People with cognitive impairment or loss of the warning symptoms of hypoglycaemia are at increased risk, as they may not recognise impending hypoglycaemia or fail to communicate their feelings to their carers. Multiple factors underlie the increased susceptibility to hypoglycaemia in older people, including recent discharge from hospital with altered sulphonylurea dosages, renal or hepatic impairment, excess alcohol and insulin therapy. In addition, older people mount a diminished counter-regulatory response to hypoglycaemia (Meneilly et al, 1994), and this may delay recovery.

Although the risk of hypoglycaemia is highest with insulin, prolonged hypoglycaemia is an important clinical issue for older people taking certain antidiabetes drugs. Impaired renal function further prolongs hypoglycaemia secondary to sulphonylureas that are cleared through the kidneys. Shorter-acting sulphonylureas, such as gliclazide, glipizide and tolbutamide are less likely to cause hypoglycaemia but caution should always be exercised. Newer oral agents such as pioglitazone and the DPP-4 inhibitors as well as the injectable therapies, GLP-1 receptor agonists and the longer-acting insulin analogues, may decrease the risk of hypoglycaemia in this group.

In older people, serious hypoglycaemia appears to carry a worse prognosis and higher mortality; permanent neurological damage may occur, presumably because of already compromised cerebral circulation. Most sulphonylureas have caused severe hypoglycaemia, which in certain circumstances can be fatal. Other factors predisposing to fatal hypoglycaemia include alcohol consumption, poor food intake, weight loss, renal impairment and potentiation of hypoglycaemia by other drugs.

Recurrent hypoglycaemia may be a particular problem in care home residents with diabetes taking insulin or sulphonylurea therapy (Abdelhafiz and Sinclair, 2009). Residents appear to have many hypoglycaemia risk factors that increase their vulnerability to hypoglycaemia, which further impairs their wellbeing and may increase hospital admission rates. An approach to reducing this risk is given in the Diabetes UK (2010) guidance.

Many older people cannot treat hypoglycaemia themselves. An educational programme should focus on detecting and treating hypoglycaemia, with advice to others about how to manage cases of unresponsive hypoglycaemia. In view of the additional vulnerability of older people to hypoglycaemia, extra caution is required when there is a history of recurrent symptoms, drowsiness is present, the person is on relatively large doses of insulin, or when their diabetes care is delegated to an informal carer. This increased risk must be balanced by a lower threshold for admission to hospital when hypoglycaemia is suspected. In this setting, a glucose level <4 mmol/L may warrant admission. Conclusion
Diabetes is a high-impact disorder that poses challenges of a highly complex nature for many health and social care professionals. This article describes key areas where change leading to enhanced care is feasible without major changes in healthcare policy being necessary.

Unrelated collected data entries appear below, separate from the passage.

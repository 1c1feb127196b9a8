//! Test helpers for soundbite-player integration tests
//!
//! Provides in-memory stand-ins for the playback seams:
//! - FakeDevice: records every handle call, detects overlapping handles and
//!   can hold or fail the resume and begin steps
//! - FakeFetcher: serves bytes by name, with per-file gates and counters
//! - FakeDecoder: turns any bytes into a fixed length of silence

#![allow(dead_code)]

use futures::future::BoxFuture;
use soundbite_common::PlaybackEvent;
use soundbite_player::audio::{
    AudioDecoder, AudioDevice, CompletionCallback, DecodedBuffer, PlaybackHandle, SourceFetcher,
};
use soundbite_player::playback::{BufferStore, PlaybackController, SharedFilter};
use soundbite_player::{ClipCatalog, Error, FileFilter, Result};
use std::collections::{HashMap, HashSet};
use std::sync::atomic::{AtomicBool, Ordering};
use std::sync::{Arc, Mutex, MutexGuard};
use std::time::Duration;
use tokio::sync::{broadcast, Notify};

/// Rate every fake buffer is produced at
pub const TEST_RATE: u32 = 1000;

/// Length of every fake decoded file
pub const TEST_FILE_SECONDS: u32 = 20;

pub const CATALOG: &str = r#"{
    "Alice": [ { "file": "a.mp3", "start": 2.0, "duration": 3.0 } ],
    "Bob":   [ { "file": "b.mp3", "start": 0.5, "duration": 1.0 } ],
    "Carol": [
        { "file": "a.mp3", "start": 5.0, "duration": 1.0 },
        { "file": "b.mp3", "start": 1.0, "duration": 1.0 }
    ]
}"#;

// ============================================================================
// Fake device
// ============================================================================

/// One call observed by the fake device
#[derive(Debug, Clone, PartialEq)]
pub enum DeviceCall {
    Create {
        serial: u64,
        start: Duration,
        duration: Duration,
    },
    Begin(u64),
    Stop(u64),
    Release(u64),
}

#[derive(Default)]
struct DeviceState {
    next_serial: u64,
    calls: Vec<DeviceCall>,
    /// Begun and not yet stopped or released
    live: HashSet<u64>,
    /// `begin` while another handle was live
    overlaps: usize,
    callbacks: HashMap<u64, CompletionCallback>,
    resumes: usize,
}

struct DeviceShared {
    state: Mutex<DeviceState>,
    fail_resume: AtomicBool,
    fail_begin: AtomicBool,
    auto_complete: AtomicBool,
    /// Armed by `hold_next_resume`; taken by the next resume call
    resume_gate: Mutex<Option<Arc<Notify>>>,
    /// Same gate, kept for `open_resume`
    held_resume: Mutex<Option<Arc<Notify>>>,
}

impl DeviceShared {
    fn lock(&self) -> MutexGuard<'_, DeviceState> {
        self.state.lock().unwrap()
    }

    fn complete(&self, serial: u64) -> bool {
        let callback = self.lock().callbacks.remove(&serial);
        match callback {
            Some(callback) => {
                callback();
                true
            }
            None => false,
        }
    }

    fn end(&self, serial: u64) {
        let mut state = self.lock();
        state.live.remove(&serial);
        state.callbacks.remove(&serial);
    }
}

/// Recording [`AudioDevice`]; segments end only when the test says so
/// unless auto-complete is enabled
#[derive(Clone)]
pub struct FakeDevice {
    shared: Arc<DeviceShared>,
}

impl FakeDevice {
    pub fn new() -> Self {
        Self {
            shared: Arc::new(DeviceShared {
                state: Mutex::new(DeviceState::default()),
                fail_resume: AtomicBool::new(false),
                fail_begin: AtomicBool::new(false),
                auto_complete: AtomicBool::new(false),
                resume_gate: Mutex::new(None),
                held_resume: Mutex::new(None),
            }),
        }
    }

    /// Fire natural end after each segment's duration (tokio time)
    pub fn with_auto_complete(self) -> Self {
        self.shared.auto_complete.store(true, Ordering::SeqCst);
        self
    }

    pub fn set_fail_resume(&self, fail: bool) {
        self.shared.fail_resume.store(fail, Ordering::SeqCst);
    }

    pub fn set_fail_begin(&self, fail: bool) {
        self.shared.fail_begin.store(fail, Ordering::SeqCst);
    }

    /// Make the next resume wait until [`open_resume`](Self::open_resume)
    pub fn hold_next_resume(&self) {
        let gate = Arc::new(Notify::new());
        *self.shared.resume_gate.lock().unwrap() = Some(Arc::clone(&gate));
        *self.shared.held_resume.lock().unwrap() = Some(gate);
    }

    /// Let the held resume proceed
    pub fn open_resume(&self) {
        if let Some(gate) = self.shared.held_resume.lock().unwrap().take() {
            gate.notify_one();
        }
    }

    /// Fire the natural end of `serial`; false if it can no longer complete
    pub fn complete(&self, serial: u64) -> bool {
        self.shared.complete(serial)
    }

    /// Fire the natural end of the live handle
    pub fn complete_live(&self) -> bool {
        let live = self.live();
        match live.as_slice() {
            [serial] => self.complete(*serial),
            _ => false,
        }
    }

    pub fn calls(&self) -> Vec<DeviceCall> {
        self.shared.lock().calls.clone()
    }

    pub fn live(&self) -> Vec<u64> {
        self.shared.lock().live.iter().copied().collect()
    }

    pub fn overlaps(&self) -> usize {
        self.shared.lock().overlaps
    }

    pub fn resumes(&self) -> usize {
        self.shared.lock().resumes
    }

    pub fn begun(&self) -> Vec<u64> {
        self.calls()
            .into_iter()
            .filter_map(|c| match c {
                DeviceCall::Begin(serial) => Some(serial),
                _ => None,
            })
            .collect()
    }

    pub fn created(&self) -> Vec<(Duration, Duration)> {
        self.calls()
            .into_iter()
            .filter_map(|c| match c {
                DeviceCall::Create { start, duration, .. } => Some((start, duration)),
                _ => None,
            })
            .collect()
    }
}

impl AudioDevice for FakeDevice {
    fn sample_rate(&self) -> u32 {
        TEST_RATE
    }

    fn resume_if_suspended(&self) -> BoxFuture<'_, Result<()>> {
        Box::pin(async move {
            self.shared.lock().resumes += 1;
            let gate = self.shared.resume_gate.lock().unwrap().take();
            if let Some(gate) = gate {
                gate.notified().await;
            }
            if self.shared.fail_resume.load(Ordering::SeqCst) {
                return Err(Error::Device("no output available".to_string()));
            }
            Ok(())
        })
    }

    fn create_handle(
        &self,
        _buffer: Arc<DecodedBuffer>,
        start: Duration,
        duration: Duration,
        on_complete: CompletionCallback,
    ) -> Result<Box<dyn PlaybackHandle>> {
        let mut state = self.shared.lock();
        state.next_serial += 1;
        let serial = state.next_serial;
        state.calls.push(DeviceCall::Create {
            serial,
            start,
            duration,
        });

        Ok(Box::new(FakeHandle {
            serial,
            duration,
            shared: Arc::clone(&self.shared),
            on_complete: Some(on_complete),
        }))
    }
}

struct FakeHandle {
    serial: u64,
    duration: Duration,
    shared: Arc<DeviceShared>,
    on_complete: Option<CompletionCallback>,
}

impl PlaybackHandle for FakeHandle {
    fn begin(&mut self) -> Result<()> {
        if self.shared.fail_begin.load(Ordering::SeqCst) {
            return Err(Error::Device("stream refused to start".to_string()));
        }
        {
            let mut state = self.shared.lock();
            if !state.live.is_empty() {
                state.overlaps += 1;
            }
            state.live.insert(self.serial);
            state.calls.push(DeviceCall::Begin(self.serial));
            if let Some(callback) = self.on_complete.take() {
                state.callbacks.insert(self.serial, callback);
            }
        }

        if self.shared.auto_complete.load(Ordering::SeqCst) {
            let shared = Arc::clone(&self.shared);
            let serial = self.serial;
            let duration = self.duration;
            tokio::spawn(async move {
                tokio::time::sleep(duration).await;
                shared.complete(serial);
            });
        }
        Ok(())
    }

    fn stop(&mut self) {
        self.shared.lock().calls.push(DeviceCall::Stop(self.serial));
        self.shared.end(self.serial);
    }

    fn release(&mut self) {
        self.shared.lock().calls.push(DeviceCall::Release(self.serial));
        self.shared.end(self.serial);
        self.on_complete = None;
    }
}

// ============================================================================
// Fake fetcher and decoder
// ============================================================================

/// Serves a few bytes for any file not marked missing
#[derive(Default)]
pub struct FakeFetcher {
    missing: Mutex<HashSet<String>>,
    gates: Mutex<HashMap<String, Arc<Notify>>>,
    fetches: Mutex<HashMap<String, usize>>,
}

impl FakeFetcher {
    pub fn new() -> Self {
        Self::default()
    }

    pub fn set_missing(&self, file: &str, missing: bool) {
        let mut set = self.missing.lock().unwrap();
        if missing {
            set.insert(file.to_string());
        } else {
            set.remove(file);
        }
    }

    /// Make fetches of `file` wait until [`open`](Self::open) is called
    pub fn hold(&self, file: &str) {
        self.gates
            .lock()
            .unwrap()
            .insert(file.to_string(), Arc::new(Notify::new()));
    }

    /// Let every fetch waiting on `file` proceed
    pub fn open(&self, file: &str) {
        if let Some(gate) = self.gates.lock().unwrap().remove(file) {
            gate.notify_waiters();
            gate.notify_one();
        }
    }

    pub fn fetch_count(&self, file: &str) -> usize {
        self.fetches.lock().unwrap().get(file).copied().unwrap_or(0)
    }
}

impl SourceFetcher for FakeFetcher {
    fn fetch<'a>(&'a self, file: &'a str) -> BoxFuture<'a, Result<Vec<u8>>> {
        Box::pin(async move {
            *self
                .fetches
                .lock()
                .unwrap()
                .entry(file.to_string())
                .or_default() += 1;

            let gate = self.gates.lock().unwrap().get(file).cloned();
            if let Some(gate) = gate {
                gate.notified().await;
            }

            if self.missing.lock().unwrap().contains(file) {
                return Err(Error::load(file, "not found"));
            }
            Ok(file.as_bytes().to_vec())
        })
    }
}

/// Decodes anything into [`TEST_FILE_SECONDS`] of silence
pub struct FakeDecoder;

impl AudioDecoder for FakeDecoder {
    fn decode(&self, file: &str, _bytes: Vec<u8>) -> Result<DecodedBuffer> {
        if file.starts_with("corrupt") {
            return Err(Error::Decode(format!("{}: not audio", file)));
        }
        let frames = (TEST_RATE * TEST_FILE_SECONDS) as usize;
        Ok(DecodedBuffer::new(vec![0.0; frames * 2], TEST_RATE))
    }
}

// ============================================================================
// Harness
// ============================================================================

pub struct Harness {
    pub controller: PlaybackController,
    pub device: FakeDevice,
    pub fetcher: Arc<FakeFetcher>,
    pub buffers: Arc<BufferStore>,
    pub filter: SharedFilter,
    pub events: broadcast::Receiver<PlaybackEvent>,
}

impl Harness {
    pub fn new(catalog_json: &str, device: FakeDevice) -> Self {
        let catalog = Arc::new(ClipCatalog::from_json_str(catalog_json).unwrap());
        let fetcher = Arc::new(FakeFetcher::new());
        let buffers = Arc::new(BufferStore::new(fetcher.clone(), Arc::new(FakeDecoder)));
        let filter = SharedFilter::new(FileFilter::All);
        let controller = PlaybackController::new(
            catalog,
            Arc::clone(&buffers),
            Arc::new(device.clone()),
            filter.clone(),
        );
        let events = controller.subscribe();

        Self {
            controller,
            device,
            fetcher,
            buffers,
            filter,
            events,
        }
    }

    /// Notifications received so far
    pub fn drain_events(&mut self) -> Vec<PlaybackEvent> {
        let mut events = Vec::new();
        while let Ok(event) = self.events.try_recv() {
            events.push(event);
        }
        events
    }
}

pub fn default_harness() -> Harness {
    Harness::new(CATALOG, FakeDevice::new())
}

/// Let other tasks run until `condition` holds (about two seconds at most)
pub async fn wait_until(mut condition: impl FnMut() -> bool) {
    for attempt in 0..2100 {
        if condition() {
            return;
        }
        // Blocking decodes run off-runtime; give them real time after a few yields
        if attempt < 100 {
            tokio::task::yield_now().await;
        } else {
            tokio::time::sleep(Duration::from_millis(1)).await;
        }
    }
    panic!("condition not reached");
}

pub fn started(clip: &str) -> PlaybackEvent {
    PlaybackEvent::Started {
        clip: clip.to_string(),
    }
}

pub fn ended(clip: &str) -> PlaybackEvent {
    PlaybackEvent::Ended {
        clip: clip.to_string(),
    }
}

pub fn interrupted(clip: &str) -> PlaybackEvent {
    PlaybackEvent::Interrupted {
        clip: clip.to_string(),
    }
}
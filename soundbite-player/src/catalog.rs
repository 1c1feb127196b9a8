//! Clip catalog
//!
//! Maps clip names to the ordered segments that can stand in for them. The
//! catalog is parsed once at startup and read-only afterwards.
//!
//! Document format (JSON):
//!
//! ```json
//! {
//!   "Alice": [ { "file": "a.mp3", "start": 2.0, "duration": 3.0 } ],
//!   "Bob":   [ { "file": "x.mp3", "start": 0.5, "duration": 1.25 } ]
//! }
//! ```

use crate::error::{Error, Result};
use serde::Deserialize;
use std::collections::{BTreeMap, BTreeSet};
use std::fmt;
use std::path::Path;
use std::str::FromStr;
use std::time::Duration;
use tracing::{debug, info, warn};

/// A playable excerpt of a source file
#[derive(Debug, Clone, PartialEq, Deserialize)]
pub struct Segment {
    /// Source file name, resolved by the buffer store's fetcher
    pub file: String,
    /// Offset into the file, in seconds
    pub start: f64,
    /// Length of the excerpt, in seconds
    pub duration: f64,
}

impl Segment {
    /// Offset into the source file
    pub fn start_offset(&self) -> Duration {
        Duration::from_secs_f64(self.start)
    }

    /// Length of the excerpt
    pub fn length(&self) -> Duration {
        Duration::from_secs_f64(self.duration)
    }

    fn validate(&self, clip: &str) -> Result<()> {
        if self.file.trim().is_empty() {
            return Err(Error::Config(format!("Clip '{}' has a segment with no file", clip)));
        }
        if !self.start.is_finite() || self.start < 0.0 {
            return Err(Error::Config(format!(
                "Clip '{}' segment of '{}' has invalid start {}",
                clip, self.file, self.start
            )));
        }
        if !self.duration.is_finite() || self.duration <= 0.0 {
            return Err(Error::Config(format!(
                "Clip '{}' segment of '{}' has invalid duration {}",
                clip, self.file, self.duration
            )));
        }

        // Both ends must fit in a Duration
        let end = Duration::try_from_secs_f64(self.start)
            .ok()
            .zip(Duration::try_from_secs_f64(self.duration).ok())
            .and_then(|(start, length)| start.checked_add(length));
        if end.is_none() {
            return Err(Error::Config(format!(
                "Clip '{}' segment of '{}' is out of range (start {}, duration {})",
                clip, self.file, self.start, self.duration
            )));
        }
        Ok(())
    }
}

/// Active file filter: everything, or only segments of one file
#[derive(Debug, Clone, PartialEq, Eq, Hash, Default)]
pub enum FileFilter {
    #[default]
    All,
    File(String),
}

impl FileFilter {
    /// Parse a filter value; empty or `"all"` selects everything
    pub fn parse(value: &str) -> Self {
        let value = value.trim();
        if value.is_empty() || value.eq_ignore_ascii_case("all") {
            FileFilter::All
        } else {
            FileFilter::File(value.to_string())
        }
    }

    /// Whether a segment of `file` passes this filter
    pub fn matches(&self, file: &str) -> bool {
        match self {
            FileFilter::All => true,
            FileFilter::File(selected) => selected == file,
        }
    }
}

impl FromStr for FileFilter {
    type Err = std::convert::Infallible;

    fn from_str(s: &str) -> std::result::Result<Self, Self::Err> {
        Ok(FileFilter::parse(s))
    }
}

impl fmt::Display for FileFilter {
    fn fmt(&self, f: &mut fmt::Formatter<'_>) -> fmt::Result {
        match self {
            FileFilter::All => write!(f, "all"),
            FileFilter::File(file) => write!(f, "{}", file),
        }
    }
}

/// Clip name → ordered, non-empty list of segments
#[derive(Debug, Clone, Default)]
pub struct ClipCatalog {
    clips: BTreeMap<String, Vec<Segment>>,
}

impl ClipCatalog {
    /// Catalog with no clips; what callers fall back to when loading fails
    pub fn empty() -> Self {
        Self::default()
    }

    /// Build a catalog from already-parsed clips, validating every segment
    pub fn from_clips(clips: BTreeMap<String, Vec<Segment>>) -> Result<Self> {
        for (name, segments) in &clips {
            if segments.is_empty() {
                return Err(Error::Config(format!("Clip '{}' has no segments", name)));
            }
            for segment in segments {
                segment.validate(name)?;
            }
        }
        Ok(Self { clips })
    }

    /// Parse a JSON catalog document
    pub fn from_json_str(json: &str) -> Result<Self> {
        let clips: BTreeMap<String, Vec<Segment>> = serde_json::from_str(json)
            .map_err(|e| Error::Config(format!("Malformed clip catalog: {}", e)))?;
        Self::from_clips(clips)
    }

    /// Load a catalog from a file path or an http(s) URL
    pub async fn load(source: &str) -> Result<Self> {
        let json = if source.starts_with("http://") || source.starts_with("https://") {
            debug!("Fetching clip catalog from {}", source);
            let response = reqwest::get(source)
                .await
                .and_then(|r| r.error_for_status())
                .map_err(|e| Error::Config(format!("Catalog {} unreachable: {}", source, e)))?;
            response
                .text()
                .await
                .map_err(|e| Error::Config(format!("Catalog {} unreadable: {}", source, e)))?
        } else {
            debug!("Reading clip catalog from {}", source);
            tokio::fs::read_to_string(Path::new(source))
                .await
                .map_err(|e| Error::Config(format!("Catalog {} unreachable: {}", source, e)))?
        };

        let catalog = Self::from_json_str(&json)?;
        info!(
            "Loaded {} clips referencing {} files",
            catalog.len(),
            catalog.all_files().len()
        );
        Ok(catalog)
    }

    /// Load a catalog, degrading to an empty one on any failure
    pub async fn load_or_empty(source: &str) -> Self {
        match Self::load(source).await {
            Ok(catalog) => catalog,
            Err(e) => {
                warn!("{}; no clips available", e);
                Self::empty()
            }
        }
    }

    /// Segments of `name` that pass `filter`, in catalog order
    ///
    /// Unknown names and fully filtered-out clips both yield an empty list.
    pub fn segments_for(&self, name: &str, filter: &FileFilter) -> Vec<Segment> {
        self.clips
            .get(name)
            .map(|segments| {
                segments
                    .iter()
                    .filter(|s| filter.matches(&s.file))
                    .cloned()
                    .collect()
            })
            .unwrap_or_default()
    }

    /// Distinct file names referenced by any segment, ascending
    pub fn all_files(&self) -> Vec<String> {
        self.clips
            .values()
            .flatten()
            .map(|s| s.file.clone())
            .collect::<BTreeSet<_>>()
            .into_iter()
            .collect()
    }

    /// Clip names with at least one segment passing `filter`, ascending
    pub fn names(&self, filter: &FileFilter) -> Vec<String> {
        self.clips
            .iter()
            .filter(|(_, segments)| segments.iter().any(|s| filter.matches(&s.file)))
            .map(|(name, _)| name.clone())
            .collect()
    }

    pub fn contains(&self, name: &str) -> bool {
        self.clips.contains_key(name)
    }

    pub fn len(&self) -> usize {
        self.clips.len()
    }

    pub fn is_empty(&self) -> bool {
        self.clips.is_empty()
    }
}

All members of the diabetes care team must honour their commitment to strive for excellence in medical care, and diabetes in ageing people poses one of the more distinct of these challenges. Thoroughness, vigilance, compassion and professionalism are prime qualities in managing older people with diabetes. When this care can be integrated and meet the aims of agreed clinical care pathways, we help to lower inequality, reduce inequity of care, and enhance the likelihood of a better outcome.